*** Opening INPUT RECORDS ***

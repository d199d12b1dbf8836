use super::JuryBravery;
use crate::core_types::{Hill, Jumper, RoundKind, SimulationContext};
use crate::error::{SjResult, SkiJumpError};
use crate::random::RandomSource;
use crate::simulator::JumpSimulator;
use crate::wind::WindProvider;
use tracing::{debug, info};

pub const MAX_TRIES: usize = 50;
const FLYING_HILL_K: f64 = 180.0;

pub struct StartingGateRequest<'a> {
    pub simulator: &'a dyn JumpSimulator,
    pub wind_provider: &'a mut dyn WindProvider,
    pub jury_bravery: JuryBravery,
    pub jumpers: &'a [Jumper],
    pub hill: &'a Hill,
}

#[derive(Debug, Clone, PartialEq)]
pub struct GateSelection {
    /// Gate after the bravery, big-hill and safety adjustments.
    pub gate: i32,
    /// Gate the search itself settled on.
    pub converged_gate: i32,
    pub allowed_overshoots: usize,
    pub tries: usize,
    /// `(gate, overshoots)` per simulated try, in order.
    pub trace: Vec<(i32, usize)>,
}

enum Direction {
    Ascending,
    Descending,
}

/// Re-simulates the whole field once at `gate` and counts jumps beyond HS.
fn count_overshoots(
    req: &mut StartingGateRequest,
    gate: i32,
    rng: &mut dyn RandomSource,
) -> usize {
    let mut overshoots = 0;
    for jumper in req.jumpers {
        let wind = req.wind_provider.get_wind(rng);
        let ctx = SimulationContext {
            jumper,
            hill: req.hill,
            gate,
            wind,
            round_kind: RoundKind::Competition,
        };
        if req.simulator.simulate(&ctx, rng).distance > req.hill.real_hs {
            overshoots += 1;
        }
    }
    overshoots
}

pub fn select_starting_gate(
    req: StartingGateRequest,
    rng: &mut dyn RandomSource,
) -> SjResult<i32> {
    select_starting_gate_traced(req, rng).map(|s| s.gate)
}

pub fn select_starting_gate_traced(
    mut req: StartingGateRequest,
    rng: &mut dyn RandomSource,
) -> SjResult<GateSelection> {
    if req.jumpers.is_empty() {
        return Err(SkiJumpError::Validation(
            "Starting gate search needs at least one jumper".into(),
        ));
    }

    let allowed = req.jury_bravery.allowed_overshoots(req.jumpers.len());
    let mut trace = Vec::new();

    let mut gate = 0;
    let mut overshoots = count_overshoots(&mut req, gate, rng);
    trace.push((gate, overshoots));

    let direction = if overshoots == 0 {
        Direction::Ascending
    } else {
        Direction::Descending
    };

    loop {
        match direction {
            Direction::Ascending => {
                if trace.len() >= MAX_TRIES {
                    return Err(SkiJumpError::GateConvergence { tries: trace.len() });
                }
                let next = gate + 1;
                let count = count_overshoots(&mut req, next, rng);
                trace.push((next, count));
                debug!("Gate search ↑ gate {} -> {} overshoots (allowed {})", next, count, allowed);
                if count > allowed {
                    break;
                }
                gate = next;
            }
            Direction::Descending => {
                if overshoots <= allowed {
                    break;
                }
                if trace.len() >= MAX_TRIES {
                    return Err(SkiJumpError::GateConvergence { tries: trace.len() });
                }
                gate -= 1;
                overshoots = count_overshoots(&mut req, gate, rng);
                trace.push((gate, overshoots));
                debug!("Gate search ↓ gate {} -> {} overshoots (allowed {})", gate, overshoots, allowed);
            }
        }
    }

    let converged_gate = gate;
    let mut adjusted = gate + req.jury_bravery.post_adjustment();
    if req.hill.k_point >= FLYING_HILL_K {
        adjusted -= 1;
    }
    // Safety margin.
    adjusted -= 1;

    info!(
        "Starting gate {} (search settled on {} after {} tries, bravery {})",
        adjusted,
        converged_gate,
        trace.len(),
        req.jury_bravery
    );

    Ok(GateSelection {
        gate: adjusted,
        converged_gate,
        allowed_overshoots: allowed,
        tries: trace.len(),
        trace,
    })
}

*** Closing INPUT RECORDS ***

TASK TO CARRY OUT |
Exactly as they stand above, write out the entries.

WRITTEN SOLUTION |
repository d199d12b1dbf8836
use super::JuryBravery;
use crate::core_types::{Hill, Jumper, RoundKind, SimulationContext};
use crate::error::{SjResult, SkiJumpError};
use crate::random::RandomSource;
use crate::simulator::JumpSimulator;
use crate::wind::WindProvider;
use tracing::{debug, info};

pub const MAX_TRIES: usize = 50;
const FLYING_HILL_K: f64 = 180.0;

pub struct StartingGateRequest<'a> {
    pub simulator: &'a dyn JumpSimulator,
    pub wind_provider: &'a mut dyn WindProvider,
    pub jury_bravery: JuryBravery,
    pub jumpers: &'a [Jumper],
    pub hill: &'a Hill,
}

#[derive(Debug, Clone, PartialEq)]
pub struct GateSelection {
    /// Gate after the bravery, big-hill and safety adjustments.
    pub gate: i32,
    /// Gate the search itself settled on.
    pub converged_gate: i32,
    pub allowed_overshoots: usize,
    pub tries: usize,
    /// `(gate, overshoots)` per simulated try, in order.
    pub trace: Vec<(i32, usize)>,
}

enum Direction {
    Ascending,
    Descending,
}

/// Re-simulates the whole field once at `gate` and counts jumps beyond HS.
fn count_overshoots(
    req: &mut StartingGateRequest,
    gate: i32,
    rng: &mut dyn RandomSource,
) -> usize {
    let mut overshoots = 0;
    for jumper in req.jumpers {
        let wind = req.wind_provider.get_wind(rng);
        let ctx = SimulationContext {
            jumper,
            hill: req.hill,
            gate,
            wind,
            round_kind: RoundKind::Competition,
        };
        if req.simulator.simulate(&ctx, rng).distance > req.hill.real_hs {
            overshoots += 1;
        }
    }
    overshoots
}

pub fn select_starting_gate(
    req: StartingGateRequest,
    rng: &mut dyn RandomSource,
) -> SjResult<i32> {
    select_starting_gate_traced(req, rng).map(|s| s.gate)
}

pub fn select_starting_gate_traced(
    mut req: StartingGateRequest,
    rng: &mut dyn RandomSource,
) -> SjResult<GateSelection> {
    if req.jumpers.is_empty() {
        return Err(SkiJumpError::Validation(
            "Starting gate search needs at least one jumper".into(),
        ));
    }

    let allowed = req.jury_bravery.allowed_overshoots(req.jumpers.len());
    let mut trace = Vec::new();

    let mut gate = 0;
    let mut overshoots = count_overshoots(&mut req, gate, rng);
    trace.push((gate, overshoots));

    let direction = if overshoots == 0 {
        Direction::Ascending
    } else {
        Direction::Descending
    };

    loop {
        match direction {
            Direction::Ascending => {
                if trace.len() >= MAX_TRIES {
                    return Err(SkiJumpError::GateConvergence { tries: trace.len() });
                }
                let next = gate + 1;
                let count = count_overshoots(&mut req, next, rng);
                trace.push((next, count));
                debug!("Gate search ↑ gate {} -> {} overshoots (allowed {})", next, count, allowed);
                if count > allowed {
                    break;
                }
                gate = next;
            }
            Direction::Descending => {
                if overshoots <= allowed {
                    break;
                }
                if trace.len() >= MAX_TRIES {
                    return Err(SkiJumpError::GateConvergence { tries: trace.len() });
                }
                gate -= 1;
                overshoots = count_overshoots(&mut req, gate, rng);
                trace.push((gate, overshoots));
                debug!("Gate search ↓ gate {} -> {} overshoots (allowed {})", gate, overshoots, allowed);
            }
        }
    }

    let converged_gate = gate;
    let mut adjusted = gate + req.jury_bravery.post_adjustment();
    if req.hill.k_point >= FLYING_HILL_K {
        adjusted -= 1;
    }
    // Safety margin.
    adjusted -= 1;

    info!(
        "Starting gate {} (search settled on {} after {} tries, bravery {})",
        adjusted,
        converged_gate,
        trace.len(),
        req.jury_bravery
    );

    Ok(GateSelection {
        gate: adjusted,
        converged_gate,
        allowed_overshoots: allowed,
        tries: trace.len(),
        trace,
    })
}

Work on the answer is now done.